In his first meeting with Norrie, Sinner won 81% of his first-serve points, and 63% of the points behind his second delivery on his way to recording a 25th consecutive victory at the Masters 1000 level.

“We know each other quite well. We practised a lot in the last tournaments, also. So, we both knew what to expect. I was serving well today in the important moments,” said Sinner, who awaits Jódar or Vit Kopriva in the last-eight stage. The world No 1 is just the second man in series history to win his first 20 Masters 1000 matches of the season, joining Novak Djokovic, who achieved that feat twice, in 2011 and 2015.

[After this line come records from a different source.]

use std::time::Duration;

use reqwest::blocking::Client;
use serde::Deserialize;
use serde_json::{Value, json};

use crate::config::WalletConfig;
use crate::errors::{StudioError, StudioResult};
use crate::nft::PaymentOutcome;

const WEI_PER_ETH_DECIMALS: usize = 18;

/// 接続済みアカウント。ページ全域のグローバルではなく明示的に引き回す
#[derive(Debug, Clone)]
pub struct WalletSession {
    pub address: String,
}

/// 注入型プロバイダ（eth_* JSON-RPC）へのゲートウェイ
pub struct WalletGateway {
    http: Client,
    provider_url: Option<String>,
    payment_address: String,
    payment_amount_eth: String,
}

#[derive(Debug, Deserialize)]
struct RpcEnvelope<T> {
    #[serde(default)]
    result: Option<T>,
    #[serde(default)]
    error: Option<RpcError>,
}

#[derive(Debug, Deserialize)]
struct RpcError {
    message: String,
}

impl WalletGateway {
    pub fn new(cfg: &WalletConfig) -> StudioResult<Self> {
        let http = Client::builder()
            .timeout(Duration::from_secs(30))
            .build()?;
        Ok(Self {
            http,
            provider_url: cfg.provider_url.clone(),
            payment_address: cfg.payment_address.clone(),
            payment_amount_eth: cfg.payment_amount_eth.clone(),
        })
    }

    pub fn payment_address(&self) -> &str {
        &self.payment_address
    }

    pub fn payment_amount_eth(&self) -> &str {
        &self.payment_amount_eth
    }

    /// eth_requestAccounts でアカウント接続を要求する
    pub fn request_account(&self) -> StudioResult<WalletSession> {
        let Some(provider) = self.provider_url.as_deref() else {
            return Err(StudioError::WalletUnavailable);
        };
        let accounts: Vec<String> = self
            .rpc_call(provider, "eth_requestAccounts", json!([]))
            .map_err(|_| StudioError::WalletUnavailable)?;
        let Some(address) = accounts.into_iter().next() else {
            return Err(StudioError::WalletUnavailable);
        };
        Ok(WalletSession { address })
    }

    /// 固定手数料を設定済みの受取先へ送金する。
    /// アカウント未接続・プロバイダ未設定時はネットワークを触らず失敗を返す。
    /// この境界より外へ例外は投げない
    pub fn send_payment(
        &self,
        session: Option<&WalletSession>,
        to: &str,
        amount_eth: &str,
    ) -> PaymentOutcome {
        let Some(session) = session else {
            return PaymentOutcome::default();
        };
        let Some(provider) = self.provider_url.as_deref() else {
            return PaymentOutcome::default();
        };
        let Ok(wei) = eth_to_wei(amount_eth) else {
            return PaymentOutcome::default();
        };

        let params = json!([{
            "from": session.address,
            "to": to,
            "value": format!("0x{wei:x}"),
        }]);
        match self.rpc_call::<String>(provider, "eth_sendTransaction", params) {
            Ok(tx_hash) => PaymentOutcome {
                success: true,
                tx_hash: Some(tx_hash),
            },
            Err(_) => PaymentOutcome::default(),
        }
    }

    fn rpc_call<T: serde::de::DeserializeOwned + std::default::Default>(
        &self,
        provider: &str,
        method: &str,
        params: Value,
    ) -> Result<T, String> {
        let request = json!({
            "jsonrpc": "2.0",
            "id": 1,
            "method": method,
            "params": params,
        });
        let envelope: RpcEnvelope<T> = self
            .http
            .post(provider)
            .json(&request)
            .send()
            .map_err(|err| err.to_string())?
            .json()
            .map_err(|err| err.to_string())?;

        if let Some(err) = envelope.error {
            return Err(err.message);
        }
        envelope
            .result
            .ok_or_else(|| "result がありません".to_string())
    }
}

/// ETH 建て小数文字列を wei へ厳密変換する。浮動小数点は使わない
pub fn eth_to_wei(amount: &str) -> StudioResult<u128> {
    let amount = amount.trim();
    let (int_part, frac_part) = match amount.split_once('.') {
        Some((i, f)) => (i, f),
        None => (amount, ""),
    };

    if int_part.is_empty() && frac_part.is_empty() {
        return Err(StudioError::Validation(format!(
            "支払い額の形式が不正です: {amount:?}"
        )));
    }
    if frac_part.len() > WEI_PER_ETH_DECIMALS {
        return Err(StudioError::Validation(format!(
            "支払い額の小数部は {WEI_PER_ETH_DECIMALS} 桁までです: {amount:?}"
        )));
    }

    let int_value: u128 = if int_part.is_empty() {
        0
    } else {
        int_part.parse().map_err(|_| {
            StudioError::Validation(format!("支払い額の形式が不正です: {amount:?}"))
        })?
    };

    let mut padded = frac_part.to_string();
    while padded.len() < WEI_PER_ETH_DECIMALS {
        padded.push('0');
    }
    let frac_value: u128 = padded.parse().map_err(|_| {
        StudioError::Validation(format!("支払い額の形式が不正です: {amount:?}"))
    })?;

    int_value
        .checked_mul(10u128.pow(WEI_PER_ETH_DECIMALS as u32))
        .and_then(|v| v.checked_add(frac_value))
        .ok_or_else(|| StudioError::Validation(format!("支払い額が大きすぎます: {amount:?}")))
}
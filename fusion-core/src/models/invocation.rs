use serde::{Deserialize, Serialize};

use crate::report::ReportMetrics;

/// One execution of one participating function, assembled from several log lines.
#[derive(Debug, Clone, Default, PartialEq, Serialize, Deserialize)]
#[serde(rename_all = "camelCase")]
pub struct InvocationRecord {
    pub request_id: String,
    /// Epoch millis.
    #[serde(rename = "starttime", default, skip_serializing_if = "Option::is_none")]
    pub start_time: Option<i64>,
    /// Epoch millis.
    #[serde(rename = "endtime", default, skip_serializing_if = "Option::is_none")]
    pub end_time: Option<i64>,
    #[serde(default, skip_serializing_if = "Option::is_none")]
    pub duration: Option<f64>,
    #[serde(default, skip_serializing_if = "Option::is_none")]
    pub billed_duration: Option<f64>,
    #[serde(default, skip_serializing_if = "Option::is_none")]
    pub memory_size: Option<f64>,
    #[serde(default, skip_serializing_if = "Option::is_none")]
    pub memory_used: Option<f64>,
    /// Absent for warm starts.
    #[serde(default, skip_serializing_if = "Option::is_none")]
    pub cold_start_duration: Option<f64>,
    #[serde(default, skip_serializing_if = "Option::is_none")]
    pub function_name: Option<String>,
}

impl InvocationRecord {
    pub fn new(request_id: impl Into<String>) -> Self {
        Self {
            request_id: request_id.into(),
            ..Default::default()
        }
    }

    /// Min of start times, max of end times; a missing side never erases a present one.
    pub fn merge_timing(&mut self, start_time: Option<i64>, end_time: Option<i64>) {
        self.start_time = pick(self.start_time, start_time, i64::min);
        self.end_time = pick(self.end_time, end_time, i64::max);
    }

    /// Completion reports are authoritative for the metric fields.
    pub fn apply_report(&mut self, report: &ReportMetrics, function_name: &str) {
        self.duration = Some(report.duration);
        self.billed_duration = Some(report.billed_duration);
        self.memory_size = Some(report.memory_size);
        self.memory_used = Some(report.memory_used);
        self.cold_start_duration = report.cold_start_duration;
        self.function_name = Some(function_name.to_string());
    }

    pub fn has_report(&self) -> bool {
        self.duration.is_some()
    }

    /// Folds another partial view of the same invocation into this one.
    pub fn absorb(&mut self, other: InvocationRecord) {
        self.merge_timing(other.start_time, other.end_time);
        if !self.has_report() && other.has_report() {
            self.duration = other.duration;
            self.billed_duration = other.billed_duration;
            self.memory_size = other.memory_size;
            self.memory_used = other.memory_used;
            self.cold_start_duration = other.cold_start_duration;
        }
        if self.function_name.is_none() {
            self.function_name = other.function_name;
        }
    }
}

fn pick(old: Option<i64>, new: Option<i64>, keep: fn(i64, i64) -> i64) -> Option<i64> {
    match (old, new) {
        (Some(a), Some(b)) => Some(keep(a, b)),
        (a, b) => a.or(b),
    }
}
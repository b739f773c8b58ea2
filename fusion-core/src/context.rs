use crate::classify::LogLine;

/// The sticky trace identifier of one log stream.
///
/// Only trace-info lines that name a trace move it. Report and error lines
/// read it. A fresh context is used for every stream.
#[derive(Debug, Clone, Default, PartialEq, Eq)]
pub struct TraceContext {
    current: Option<String>,
}

impl TraceContext {
    pub fn new() -> Self {
        Self::default()
    }

    pub fn current(&self) -> Option<&str> {
        self.current.as_deref()
    }

    /// Context in effect after `line` has been seen.
    pub fn advance(self, line: &LogLine<'_>) -> Self {
        match line {
            LogLine::TraceInfo(info) => match &info.trace_id {
                Some(trace_id) => Self {
                    current: Some(trace_id.clone()),
                },
                None => self,
            },
            _ => self,
        }
    }
}
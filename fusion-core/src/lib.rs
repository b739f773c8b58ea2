pub mod aggregate;
pub mod classify;
pub mod config;
pub mod context;
pub mod correlate;
pub mod db;
pub mod error;
pub mod fusion_config;
pub mod log_source;
pub mod models;
pub mod paginate;
pub mod report;
pub mod sink;

pub use aggregate::{aggregate, aggregate_all, AggregateOutcome};
pub use classify::{classify, LineKind, LogLine, TraceInfo};
pub use config::{FusionConfig, PartialTracePolicy};
pub use context::TraceContext;
pub use correlate::{StreamOrigin, TraceSet};
pub use error::{Diagnostic, DiagnosticKind, FetchError, FusionError, ParseError, PersistenceError};
pub use fusion_config::{FusionConfigClient, FusionEntry};
pub use log_source::{EventPage, LogEvent, LogSource};
pub use models::{InvocationRecord, OpenTrace, TraceError, TraceRecord};
pub use paginate::{pages, StreamCursor};
pub use report::{parse_report, ReportMetrics};
pub use sink::{merge_records, MemoryTraceSink, PersistReport, TraceSink, WriteMode};
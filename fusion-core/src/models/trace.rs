use std::collections::HashMap;

use chrono::{DateTime, Utc};
use serde::{Deserialize, Serialize};

use super::invocation::InvocationRecord;

#[derive(Debug, Clone, PartialEq, Serialize, Deserialize)]
pub struct TraceError {
    pub message: String,
}

/// A trace still collecting facts. Mutated by every line attributed to it.
#[derive(Debug, Clone, Default, PartialEq)]
pub struct OpenTrace {
    pub trace_id: String,
    pub invocations: HashMap<String, InvocationRecord>,
    pub error: Option<TraceError>,
}

impl OpenTrace {
    pub fn new(trace_id: impl Into<String>) -> Self {
        Self {
            trace_id: trace_id.into(),
            ..Default::default()
        }
    }

    pub fn invocation_mut(&mut self, request_id: &str) -> &mut InvocationRecord {
        self.invocations
            .entry(request_id.to_string())
            .or_insert_with(|| InvocationRecord::new(request_id))
    }

    /// Merges another partial view of this trace. `other`'s error wins when present.
    pub fn absorb(&mut self, other: OpenTrace) {
        for (request_id, invocation) in other.invocations {
            match self.invocations.get_mut(&request_id) {
                Some(existing) => existing.absorb(invocation),
                None => {
                    self.invocations.insert(request_id, invocation);
                }
            }
        }
        if other.error.is_some() {
            self.error = other.error;
        }
    }
}

/// A finalized trace, immutable once built by the aggregator.
#[derive(Debug, Clone, PartialEq, Serialize, Deserialize)]
#[serde(rename_all = "camelCase")]
pub struct TraceRecord {
    pub trace_id: String,
    #[serde(rename = "starttime")]
    pub start_time: Option<DateTime<Utc>>,
    #[serde(rename = "endtime")]
    pub end_time: Option<DateTime<Utc>>,
    /// Milliseconds; set only when both ends are known.
    pub runtime: Option<i64>,
    pub invocation_information: HashMap<String, InvocationRecord>,
    pub error: Option<TraceError>,
    pub total_memory_used: f64,
    pub total_memory_allocated: f64,
    pub total_billed_duration: f64,
    pub total_duration: f64,
    pub total_cold_start_time: f64,
    pub lambdas_count: usize,
}

impl TraceRecord {
    /// Reopens a stored record so it can be merged with a re-ingested window.
    pub fn reopen(self) -> OpenTrace {
        OpenTrace {
            trace_id: self.trace_id,
            invocations: self.invocation_information,
            error: self.error,
        }
    }
}
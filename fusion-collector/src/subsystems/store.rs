//! PostgreSQL trace sink
//!
//! One row per trace in `fusion_traces`, unique on `trace_id`. Invocations and
//! the error are kept as JSONB so the stored row can be reopened and merged
//! when a triggered run re-ingests the same window.

use std::collections::HashMap;

use async_trait::async_trait;
use chrono::{DateTime, Utc};
use sqlx::types::Json;
use sqlx::{PgPool, Postgres, Transaction};

use fusion_core::sink::merge_records;
use fusion_core::{
    FusionError, InvocationRecord, PersistReport, PersistenceError, TraceError, TraceRecord, TraceSink,
    WriteMode,
};

const CREATE_TABLE: &str = r#"
CREATE TABLE IF NOT EXISTS fusion_traces (
    id BIGSERIAL PRIMARY KEY,
    trace_id TEXT NOT NULL,
    starttime TIMESTAMPTZ,
    endtime TIMESTAMPTZ,
    runtime BIGINT,
    invocation_information JSONB NOT NULL DEFAULT '{}'::jsonb,
    error JSONB,
    total_memory_used DOUBLE PRECISION NOT NULL DEFAULT 0,
    total_memory_allocated DOUBLE PRECISION NOT NULL DEFAULT 0,
    total_billed_duration DOUBLE PRECISION NOT NULL DEFAULT 0,
    total_duration DOUBLE PRECISION NOT NULL DEFAULT 0,
    total_cold_start_time DOUBLE PRECISION NOT NULL DEFAULT 0,
    lambdas_count INTEGER NOT NULL DEFAULT 0,
    created_at TIMESTAMPTZ NOT NULL DEFAULT now(),
    updated_at TIMESTAMPTZ NOT NULL DEFAULT now()
)
"#;

const CREATE_INDEX: &str =
    "CREATE UNIQUE INDEX IF NOT EXISTS fusion_traces_trace_id_idx ON fusion_traces (trace_id)";

const INSERT_COLUMNS: &str = r#"
INSERT INTO fusion_traces (
    trace_id, starttime, endtime, runtime, invocation_information, error,
    total_memory_used, total_memory_allocated, total_billed_duration,
    total_duration, total_cold_start_time, lambdas_count
) VALUES ($1, $2, $3, $4, $5, $6, $7, $8, $9, $10, $11, $12)
"#;

#[derive(sqlx::FromRow)]
struct TraceRow {
    trace_id: String,
    starttime: Option<DateTime<Utc>>,
    endtime: Option<DateTime<Utc>>,
    runtime: Option<i64>,
    invocation_information: Json<HashMap<String, InvocationRecord>>,
    error: Option<Json<TraceError>>,
    total_memory_used: f64,
    total_memory_allocated: f64,
    total_billed_duration: f64,
    total_duration: f64,
    total_cold_start_time: f64,
    lambdas_count: i32,
}

impl From<TraceRow> for TraceRecord {
    fn from(row: TraceRow) -> Self {
        TraceRecord {
            trace_id: row.trace_id,
            start_time: row.starttime,
            end_time: row.endtime,
            runtime: row.runtime,
            invocation_information: row.invocation_information.0,
            error: row.error.map(|e| e.0),
            total_memory_used: row.total_memory_used,
            total_memory_allocated: row.total_memory_allocated,
            total_billed_duration: row.total_billed_duration,
            total_duration: row.total_duration,
            total_cold_start_time: row.total_cold_start_time,
            lambdas_count: row.lambdas_count.max(0) as usize,
        }
    }
}

#[derive(Debug, Clone)]
pub struct PgTraceSink {
    pool: PgPool,
}

impl PgTraceSink {
    pub fn new(pool: PgPool) -> Self {
        Self { pool }
    }

    pub async fn fetch(&self, trace_id: &str) -> Result<Option<TraceRecord>, sqlx::Error> {
        let row: Option<TraceRow> = sqlx::query_as(
            r#"
            SELECT trace_id, starttime, endtime, runtime, invocation_information, error,
                   total_memory_used, total_memory_allocated, total_billed_duration,
                   total_duration, total_cold_start_time, lambdas_count
            FROM fusion_traces
            WHERE trace_id = $1
            "#,
        )
        .bind(trace_id)
        .fetch_optional(&self.pool)
        .await?;

        Ok(row.map(TraceRecord::from))
    }

    async fn insert_new(&self, record: &TraceRecord) -> Result<(), PersistenceError> {
        let sql = format!("{INSERT_COLUMNS} ON CONFLICT (trace_id) DO NOTHING");
        let result = bind_record(sqlx::query(&sql), record)
            .execute(&self.pool)
            .await
            .map_err(|e| rejected(record, e))?;

        if result.rows_affected() == 0 {
            return Err(PersistenceError::Duplicate {
                trace_id: record.trace_id.clone(),
            });
        }
        Ok(())
    }

    /// Read-merge-write under a per-trace advisory lock.
    async fn upsert_merged(&self, record: &TraceRecord) -> Result<(), PersistenceError> {
        let mut tx = self.pool.begin().await.map_err(|e| rejected(record, e))?;

        // Serializes writers of one trace_id even before its row exists.
        sqlx::query("SELECT pg_advisory_xact_lock(hashtext($1))")
            .bind(&record.trace_id)
            .execute(&mut *tx)
            .await
            .map_err(|e| rejected(record, e))?;

        let merged = match lock_existing(&mut tx, &record.trace_id)
            .await
            .map_err(|e| rejected(record, e))?
        {
            Some(stored) => merge_records(stored, record.clone()),
            None => record.clone(),
        };

        let sql = format!(
            "{INSERT_COLUMNS} ON CONFLICT (trace_id) DO UPDATE SET
                starttime = EXCLUDED.starttime,
                endtime = EXCLUDED.endtime,
                runtime = EXCLUDED.runtime,
                invocation_information = EXCLUDED.invocation_information,
                error = EXCLUDED.error,
                total_memory_used = EXCLUDED.total_memory_used,
                total_memory_allocated = EXCLUDED.total_memory_allocated,
                total_billed_duration = EXCLUDED.total_billed_duration,
                total_duration = EXCLUDED.total_duration,
                total_cold_start_time = EXCLUDED.total_cold_start_time,
                lambdas_count = EXCLUDED.lambdas_count,
                updated_at = now()"
        );
        bind_record(sqlx::query(&sql), &merged)
            .execute(&mut *tx)
            .await
            .map_err(|e| rejected(record, e))?;

        tx.commit().await.map_err(|e| rejected(record, e))
    }
}

async fn lock_existing(
    tx: &mut Transaction<'_, Postgres>,
    trace_id: &str,
) -> Result<Option<TraceRecord>, sqlx::Error> {
    let row: Option<TraceRow> = sqlx::query_as(
        r#"
        SELECT trace_id, starttime, endtime, runtime, invocation_information, error,
               total_memory_used, total_memory_allocated, total_billed_duration,
               total_duration, total_cold_start_time, lambdas_count
        FROM fusion_traces
        WHERE trace_id = $1
        FOR UPDATE
        "#,
    )
    .bind(trace_id)
    .fetch_optional(&mut **tx)
    .await?;

    Ok(row.map(TraceRecord::from))
}

fn bind_record<'q>(
    query: sqlx::query::Query<'q, Postgres, sqlx::postgres::PgArguments>,
    record: &'q TraceRecord,
) -> sqlx::query::Query<'q, Postgres, sqlx::postgres::PgArguments> {
    query
        .bind(&record.trace_id)
        .bind(record.start_time)
        .bind(record.end_time)
        .bind(record.runtime)
        .bind(Json(&record.invocation_information))
        .bind(record.error.as_ref().map(Json))
        .bind(record.total_memory_used)
        .bind(record.total_memory_allocated)
        .bind(record.total_billed_duration)
        .bind(record.total_duration)
        .bind(record.total_cold_start_time)
        .bind(record.lambdas_count as i32)
}

fn rejected(record: &TraceRecord, err: sqlx::Error) -> PersistenceError {
    PersistenceError::Rejected {
        trace_id: record.trace_id.clone(),
        message: err.to_string(),
    }
}

#[async_trait]
impl TraceSink for PgTraceSink {
    async fn ensure_schema(&self) -> Result<(), FusionError> {
        sqlx::query(CREATE_TABLE).execute(&self.pool).await?;
        sqlx::query(CREATE_INDEX).execute(&self.pool).await?;
        Ok(())
    }

    async fn persist(&self, records: &[TraceRecord], mode: WriteMode) -> Result<PersistReport, FusionError> {
        let mut report = PersistReport::default();

        for record in records {
            let outcome = match mode {
                WriteMode::InsertSkipDuplicates => self.insert_new(record).await,
                WriteMode::UpsertMerge => self.upsert_merged(record).await,
            };
            if let Err(PersistenceError::Rejected { trace_id, message }) = &outcome {
                tracing::warn!(trace_id = %trace_id, error = %message, "Trace write rejected");
            }
            report.record(outcome);
        }

        Ok(report)
    }

    fn name(&self) -> &str {
        "postgres"
    }
}

// ============================================================================
// TESTS
// ============================================================================
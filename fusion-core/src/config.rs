use config::{Config, ConfigError, Environment, File};
use serde::Deserialize;

#[derive(Debug, Deserialize, Clone)]
pub struct FusionConfig {
    pub service: ServiceConfig,
    pub database: DatabaseConfig,
    pub fusion_config: FusionConfigSource,
    #[serde(default)]
    pub logs: LogsConfig,
    #[serde(default)]
    pub run: RunConfig,
}

#[derive(Debug, Deserialize, Clone)]
pub struct ServiceConfig {
    pub log_level: String,
}

#[derive(Debug, Deserialize, Clone)]
pub struct DatabaseConfig {
    pub url: String,
    pub max_connections: u32,
}

/// Where the list of participating functions is published.
#[derive(Debug, Deserialize, Clone)]
pub struct FusionConfigSource {
    pub url: String,
    /// Older snapshot, read by storage-triggered re-runs.
    #[serde(default)]
    pub previous_url: Option<String>,
    #[serde(default = "default_max_retries")]
    pub max_retries: usize,
    #[serde(default = "default_retry_delay_ms")]
    pub retry_delay_ms: u64,
    #[serde(default = "default_timeout_seconds")]
    pub timeout_seconds: u64,
}

fn default_max_retries() -> usize {
    3
}

fn default_retry_delay_ms() -> u64 {
    500
}

fn default_timeout_seconds() -> u64 {
    30
}

#[derive(Debug, Deserialize, Clone)]
#[serde(default)]
pub struct LogsConfig {
    pub region: Option<String>,
    pub endpoint_url: Option<String>,
    pub log_group_prefix: String,
    pub log_group_suffix: String,
    pub stream_limit: i32,
    pub start_from_head: bool,
}

impl Default for LogsConfig {
    fn default() -> Self {
        Self {
            region: None,
            endpoint_url: None,
            log_group_prefix: "/aws/lambda/".to_string(),
            log_group_suffix: "-stg".to_string(),
            stream_limit: 5,
            start_from_head: true,
        }
    }
}

impl LogsConfig {
    pub fn log_group_name(&self, entry: &str) -> String {
        format!("{}{}{}", self.log_group_prefix, entry, self.log_group_suffix)
    }
}

/// What to do with traces that saw fewer invocations than the fan-out size.
#[derive(Debug, Deserialize, Clone, Copy, Default, PartialEq, Eq)]
#[serde(rename_all = "snake_case")]
pub enum PartialTracePolicy {
    #[default]
    Keep,
    Discard,
}

#[derive(Debug, Deserialize, Clone)]
#[serde(default)]
pub struct RunConfig {
    /// Bounds fetching, draining and aggregation.
    pub timeout_seconds: u64,
    /// Separate bound on writing to the sink.
    pub persist_timeout_seconds: u64,
    pub partial_traces: PartialTracePolicy,
    pub interval_minutes: u64,
}

impl Default for RunConfig {
    fn default() -> Self {
        Self {
            timeout_seconds: 300,
            persist_timeout_seconds: 120,
            partial_traces: PartialTracePolicy::Keep,
            interval_minutes: 15,
        }
    }
}

impl FusionConfig {
    /// Loads `path` and layers `FUSION__SECTION__KEY` environment overrides on top.
    pub fn load(path: &str) -> Result<Self, ConfigError> {
        let s = Config::builder()
            .add_source(File::with_name(path))
            .add_source(Environment::with_prefix("FUSION").separator("__"))
            .build()?;
        s.try_deserialize()
    }
}
//! Fusion config client
//!
//! Fetches the deployment document that lists which functions take part in a
//! fusion. The document is a JSON array of objects with an `entry` key naming
//! the function; everything else in an entry is ignored.

use std::time::Duration;

use reqwest::Client;
use serde::Deserialize;
use tokio_retry::strategy::{jitter, ExponentialBackoff};
use tokio_retry::Retry;

use crate::config::FusionConfigSource;
use crate::error::FetchError;

#[derive(Debug, Clone, PartialEq, Eq, Deserialize)]
pub struct FusionEntry {
    pub entry: String,
}

#[derive(Debug, Clone)]
pub struct FusionConfigClient {
    client: Client,
    max_retries: usize,
    retry_delay_ms: u64,
}

impl FusionConfigClient {
    pub fn new(config: &FusionConfigSource) -> Result<Self, FetchError> {
        let client = Client::builder()
            .timeout(Duration::from_secs(config.timeout_seconds))
            .build()?;

        Ok(Self {
            client,
            max_retries: config.max_retries,
            retry_delay_ms: config.retry_delay_ms,
        })
    }

    /// Fetch the entries published at `url`, retrying with backoff.
    pub async fn fetch_entries(&self, url: &str) -> Result<Vec<FusionEntry>, FetchError> {
        let retry_strategy = ExponentialBackoff::from_millis(self.retry_delay_ms)
            .max_delay(Duration::from_secs(10))
            .map(jitter)
            .take(self.max_retries);

        match Retry::spawn(retry_strategy, || self.fetch_once(url)).await {
            Ok(entries) => {
                tracing::debug!(url, functions = entries.len(), "Fetched fusion config");
                Ok(entries)
            }
            Err(e) => {
                tracing::error!(
                    attempts = self.max_retries,
                    error = %e,
                    url,
                    "All fusion config fetch attempts failed"
                );
                Err(FetchError::RetryExhausted {
                    attempts: self.max_retries,
                })
            }
        }
    }

    async fn fetch_once(&self, url: &str) -> Result<Vec<FusionEntry>, FetchError> {
        let response = self.client.get(url).send().await?;
        let status = response.status();

        if !status.is_success() {
            let body = response.text().await.unwrap_or_default();
            tracing::warn!(status = status.as_u16(), url, "Fusion config source returned an error");
            return Err(FetchError::Status {
                status: status.as_u16(),
                body,
            });
        }

        Ok(response.json::<Vec<FusionEntry>>().await?)
    }
}

// ============================================================================
// TESTS
// ============================================================================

Sinner is competing in Madrid for just the fourth time in his career and is bidding to reach the semi-finals for the first time in the Spanish capital. “This surface is very, very different than all the other surfaces, so it’s very tough to get the right feedback,” Sinner said after his win over Norrie.

“Sometimes you feel like you’re not playing your best but from the outside it seems that you are, and sometimes it’s also the opposite. But I’m very happy to be in the quarters again. It’s a tournament I haven’t played a lot, so it means a lot to me and I’m happy to be through in two sets.”

Last week’s Barcelona champion Arthur Fils advanced to the quarter-finals at the Caja Mágica with a 6-3, 6-4 win over Argentinian 25th seed Tomás Martín Etcheverry. Fils, seeded 21 in Madrid, has made the quarter-finals in six of the seven tournaments he has contested so far in 2026. The Frenchman will take on Lorenzo Musetti or Jiri Lehecka for a place in the final four.